## RECORDS FOR THIS TASK
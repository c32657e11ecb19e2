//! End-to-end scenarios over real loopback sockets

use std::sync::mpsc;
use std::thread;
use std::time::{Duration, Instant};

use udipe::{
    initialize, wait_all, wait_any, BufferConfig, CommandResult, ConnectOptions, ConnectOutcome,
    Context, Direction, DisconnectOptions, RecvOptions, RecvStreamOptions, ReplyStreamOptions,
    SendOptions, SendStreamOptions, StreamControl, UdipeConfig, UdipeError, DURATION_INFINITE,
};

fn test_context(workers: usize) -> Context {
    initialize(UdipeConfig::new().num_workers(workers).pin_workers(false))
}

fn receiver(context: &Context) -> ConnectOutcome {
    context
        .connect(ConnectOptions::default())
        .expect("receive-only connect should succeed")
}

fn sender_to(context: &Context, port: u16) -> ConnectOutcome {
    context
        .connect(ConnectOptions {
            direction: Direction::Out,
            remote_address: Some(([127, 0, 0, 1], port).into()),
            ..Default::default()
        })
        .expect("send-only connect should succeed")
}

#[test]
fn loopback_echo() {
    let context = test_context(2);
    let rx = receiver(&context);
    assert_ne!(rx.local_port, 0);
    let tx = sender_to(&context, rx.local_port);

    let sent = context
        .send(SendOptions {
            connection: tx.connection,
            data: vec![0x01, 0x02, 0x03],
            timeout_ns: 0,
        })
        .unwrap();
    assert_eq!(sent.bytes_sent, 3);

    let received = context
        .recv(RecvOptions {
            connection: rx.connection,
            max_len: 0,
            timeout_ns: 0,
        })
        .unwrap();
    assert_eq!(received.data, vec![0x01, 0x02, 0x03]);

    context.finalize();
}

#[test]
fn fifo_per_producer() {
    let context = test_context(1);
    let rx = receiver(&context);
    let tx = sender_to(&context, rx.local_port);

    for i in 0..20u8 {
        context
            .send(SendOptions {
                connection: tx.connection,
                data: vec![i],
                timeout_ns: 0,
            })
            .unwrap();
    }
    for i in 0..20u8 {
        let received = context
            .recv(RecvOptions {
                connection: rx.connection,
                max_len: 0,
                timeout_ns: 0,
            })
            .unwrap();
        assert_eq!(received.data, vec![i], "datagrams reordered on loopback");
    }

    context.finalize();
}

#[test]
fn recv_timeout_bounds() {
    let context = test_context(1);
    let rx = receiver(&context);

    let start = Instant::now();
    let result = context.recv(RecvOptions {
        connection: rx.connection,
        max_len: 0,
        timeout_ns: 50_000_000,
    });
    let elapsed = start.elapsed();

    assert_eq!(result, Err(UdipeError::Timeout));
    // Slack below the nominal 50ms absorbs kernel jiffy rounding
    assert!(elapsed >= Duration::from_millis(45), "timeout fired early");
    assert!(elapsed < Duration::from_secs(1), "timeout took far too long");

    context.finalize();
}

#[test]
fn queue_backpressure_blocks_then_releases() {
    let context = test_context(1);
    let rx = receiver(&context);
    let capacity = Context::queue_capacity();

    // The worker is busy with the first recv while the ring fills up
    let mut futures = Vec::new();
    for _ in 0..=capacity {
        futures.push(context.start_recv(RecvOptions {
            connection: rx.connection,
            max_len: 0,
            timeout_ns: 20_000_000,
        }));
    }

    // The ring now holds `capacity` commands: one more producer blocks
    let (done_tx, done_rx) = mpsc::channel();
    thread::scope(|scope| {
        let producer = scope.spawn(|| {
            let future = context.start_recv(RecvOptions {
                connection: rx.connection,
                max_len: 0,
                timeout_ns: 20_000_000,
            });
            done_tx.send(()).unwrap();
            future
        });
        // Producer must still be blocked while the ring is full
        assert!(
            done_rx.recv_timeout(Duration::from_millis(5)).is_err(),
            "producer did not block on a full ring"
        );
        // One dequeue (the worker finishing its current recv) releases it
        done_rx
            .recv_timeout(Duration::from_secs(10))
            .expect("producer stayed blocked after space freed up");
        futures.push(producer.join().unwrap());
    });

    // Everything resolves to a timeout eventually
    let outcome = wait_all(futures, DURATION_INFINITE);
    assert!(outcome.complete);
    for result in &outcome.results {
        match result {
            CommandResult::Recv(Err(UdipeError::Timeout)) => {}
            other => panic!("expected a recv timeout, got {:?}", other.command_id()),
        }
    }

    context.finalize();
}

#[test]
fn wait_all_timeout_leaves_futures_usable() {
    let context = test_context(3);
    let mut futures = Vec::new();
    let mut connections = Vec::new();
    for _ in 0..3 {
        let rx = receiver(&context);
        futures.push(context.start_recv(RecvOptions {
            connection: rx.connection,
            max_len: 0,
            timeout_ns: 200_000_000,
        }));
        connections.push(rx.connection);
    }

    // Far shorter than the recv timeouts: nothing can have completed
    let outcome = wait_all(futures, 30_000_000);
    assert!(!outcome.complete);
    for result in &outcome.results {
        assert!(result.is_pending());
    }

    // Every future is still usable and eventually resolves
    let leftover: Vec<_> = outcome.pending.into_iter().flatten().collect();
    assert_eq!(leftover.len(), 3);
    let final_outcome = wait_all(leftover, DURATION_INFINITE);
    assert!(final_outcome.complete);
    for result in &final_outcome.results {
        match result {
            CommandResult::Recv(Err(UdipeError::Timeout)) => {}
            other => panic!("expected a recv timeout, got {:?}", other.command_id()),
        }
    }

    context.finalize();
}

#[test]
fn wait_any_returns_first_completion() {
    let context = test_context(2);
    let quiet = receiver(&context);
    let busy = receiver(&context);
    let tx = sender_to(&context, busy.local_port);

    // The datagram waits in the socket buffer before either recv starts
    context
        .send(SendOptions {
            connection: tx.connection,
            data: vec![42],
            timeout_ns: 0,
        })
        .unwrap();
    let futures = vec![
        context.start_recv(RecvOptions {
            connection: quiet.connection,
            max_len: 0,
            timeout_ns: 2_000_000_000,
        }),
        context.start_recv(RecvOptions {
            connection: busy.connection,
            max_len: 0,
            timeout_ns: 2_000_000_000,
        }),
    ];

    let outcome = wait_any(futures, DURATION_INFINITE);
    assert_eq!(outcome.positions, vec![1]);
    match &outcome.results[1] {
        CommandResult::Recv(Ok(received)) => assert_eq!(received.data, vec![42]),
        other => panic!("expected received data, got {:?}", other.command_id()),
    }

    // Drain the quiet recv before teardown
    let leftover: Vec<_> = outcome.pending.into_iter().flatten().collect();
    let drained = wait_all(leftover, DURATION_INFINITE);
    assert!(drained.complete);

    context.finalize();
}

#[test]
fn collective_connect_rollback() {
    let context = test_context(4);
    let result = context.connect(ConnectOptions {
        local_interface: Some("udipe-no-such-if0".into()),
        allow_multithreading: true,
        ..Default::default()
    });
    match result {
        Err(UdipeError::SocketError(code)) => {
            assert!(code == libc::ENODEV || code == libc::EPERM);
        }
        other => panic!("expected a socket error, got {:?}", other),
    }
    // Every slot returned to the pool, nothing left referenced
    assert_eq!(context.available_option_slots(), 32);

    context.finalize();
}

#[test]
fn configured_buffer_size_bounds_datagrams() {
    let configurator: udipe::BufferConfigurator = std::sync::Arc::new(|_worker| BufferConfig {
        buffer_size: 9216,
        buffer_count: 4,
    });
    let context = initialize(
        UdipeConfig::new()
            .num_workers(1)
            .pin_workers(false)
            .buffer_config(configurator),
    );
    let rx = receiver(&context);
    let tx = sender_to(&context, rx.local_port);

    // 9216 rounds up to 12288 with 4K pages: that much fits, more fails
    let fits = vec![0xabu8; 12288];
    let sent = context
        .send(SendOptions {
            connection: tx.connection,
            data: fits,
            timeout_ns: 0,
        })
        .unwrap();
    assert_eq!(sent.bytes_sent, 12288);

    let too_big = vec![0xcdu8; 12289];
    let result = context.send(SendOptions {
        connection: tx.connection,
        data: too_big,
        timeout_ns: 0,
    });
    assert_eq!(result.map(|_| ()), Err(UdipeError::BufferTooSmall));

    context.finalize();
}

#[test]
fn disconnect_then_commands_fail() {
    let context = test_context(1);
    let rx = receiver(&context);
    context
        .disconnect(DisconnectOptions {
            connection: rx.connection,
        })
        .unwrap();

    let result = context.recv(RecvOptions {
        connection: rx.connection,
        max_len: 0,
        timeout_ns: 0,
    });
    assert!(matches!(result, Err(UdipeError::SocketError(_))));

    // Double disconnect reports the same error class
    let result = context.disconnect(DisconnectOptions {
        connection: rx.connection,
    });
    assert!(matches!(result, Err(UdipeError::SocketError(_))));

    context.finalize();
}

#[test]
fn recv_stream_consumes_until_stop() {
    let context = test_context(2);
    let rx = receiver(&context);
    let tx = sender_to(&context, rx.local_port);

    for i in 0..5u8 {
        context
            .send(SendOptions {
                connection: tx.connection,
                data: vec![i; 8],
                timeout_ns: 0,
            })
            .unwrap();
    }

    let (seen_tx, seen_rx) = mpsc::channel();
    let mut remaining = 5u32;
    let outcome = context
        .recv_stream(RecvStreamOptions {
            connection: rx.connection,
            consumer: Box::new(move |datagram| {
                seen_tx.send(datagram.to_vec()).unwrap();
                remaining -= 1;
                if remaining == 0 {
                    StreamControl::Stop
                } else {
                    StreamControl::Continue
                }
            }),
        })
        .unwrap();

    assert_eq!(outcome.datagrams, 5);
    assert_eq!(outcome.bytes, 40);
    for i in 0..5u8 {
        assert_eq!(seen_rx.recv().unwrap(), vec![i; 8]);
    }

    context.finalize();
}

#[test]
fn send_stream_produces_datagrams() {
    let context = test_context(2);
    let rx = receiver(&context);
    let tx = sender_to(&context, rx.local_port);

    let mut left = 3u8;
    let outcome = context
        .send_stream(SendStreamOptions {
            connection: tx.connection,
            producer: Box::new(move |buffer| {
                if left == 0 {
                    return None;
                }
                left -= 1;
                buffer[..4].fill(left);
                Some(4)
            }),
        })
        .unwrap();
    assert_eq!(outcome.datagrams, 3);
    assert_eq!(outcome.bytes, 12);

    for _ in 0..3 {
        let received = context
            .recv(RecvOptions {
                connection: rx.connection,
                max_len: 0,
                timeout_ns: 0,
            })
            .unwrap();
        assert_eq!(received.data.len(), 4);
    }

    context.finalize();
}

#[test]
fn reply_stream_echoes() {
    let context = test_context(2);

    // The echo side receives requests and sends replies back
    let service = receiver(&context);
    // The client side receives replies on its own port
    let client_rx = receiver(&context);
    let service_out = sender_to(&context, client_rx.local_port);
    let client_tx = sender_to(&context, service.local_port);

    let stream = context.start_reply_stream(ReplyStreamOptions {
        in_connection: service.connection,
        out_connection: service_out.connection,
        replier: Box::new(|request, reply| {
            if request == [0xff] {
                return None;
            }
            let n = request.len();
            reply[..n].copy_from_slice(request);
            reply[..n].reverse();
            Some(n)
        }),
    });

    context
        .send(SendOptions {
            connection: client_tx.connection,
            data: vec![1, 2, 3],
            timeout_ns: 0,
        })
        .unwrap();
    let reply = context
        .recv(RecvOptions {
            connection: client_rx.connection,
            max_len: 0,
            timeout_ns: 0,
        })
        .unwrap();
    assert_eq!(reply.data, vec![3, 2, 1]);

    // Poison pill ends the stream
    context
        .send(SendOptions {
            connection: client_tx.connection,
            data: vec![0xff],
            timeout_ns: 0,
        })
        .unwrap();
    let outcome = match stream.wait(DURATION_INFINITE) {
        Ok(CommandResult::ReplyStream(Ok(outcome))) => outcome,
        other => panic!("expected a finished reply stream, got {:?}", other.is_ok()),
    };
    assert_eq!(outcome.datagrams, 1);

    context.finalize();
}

## TASK INSTRUCTIONS
Identify the lines of the entries containing the string "connections". Copy each such line.

## OUTPUT FOR THIS TASK
    let mut connections = Vec::new();
        connections.push(rx.connection);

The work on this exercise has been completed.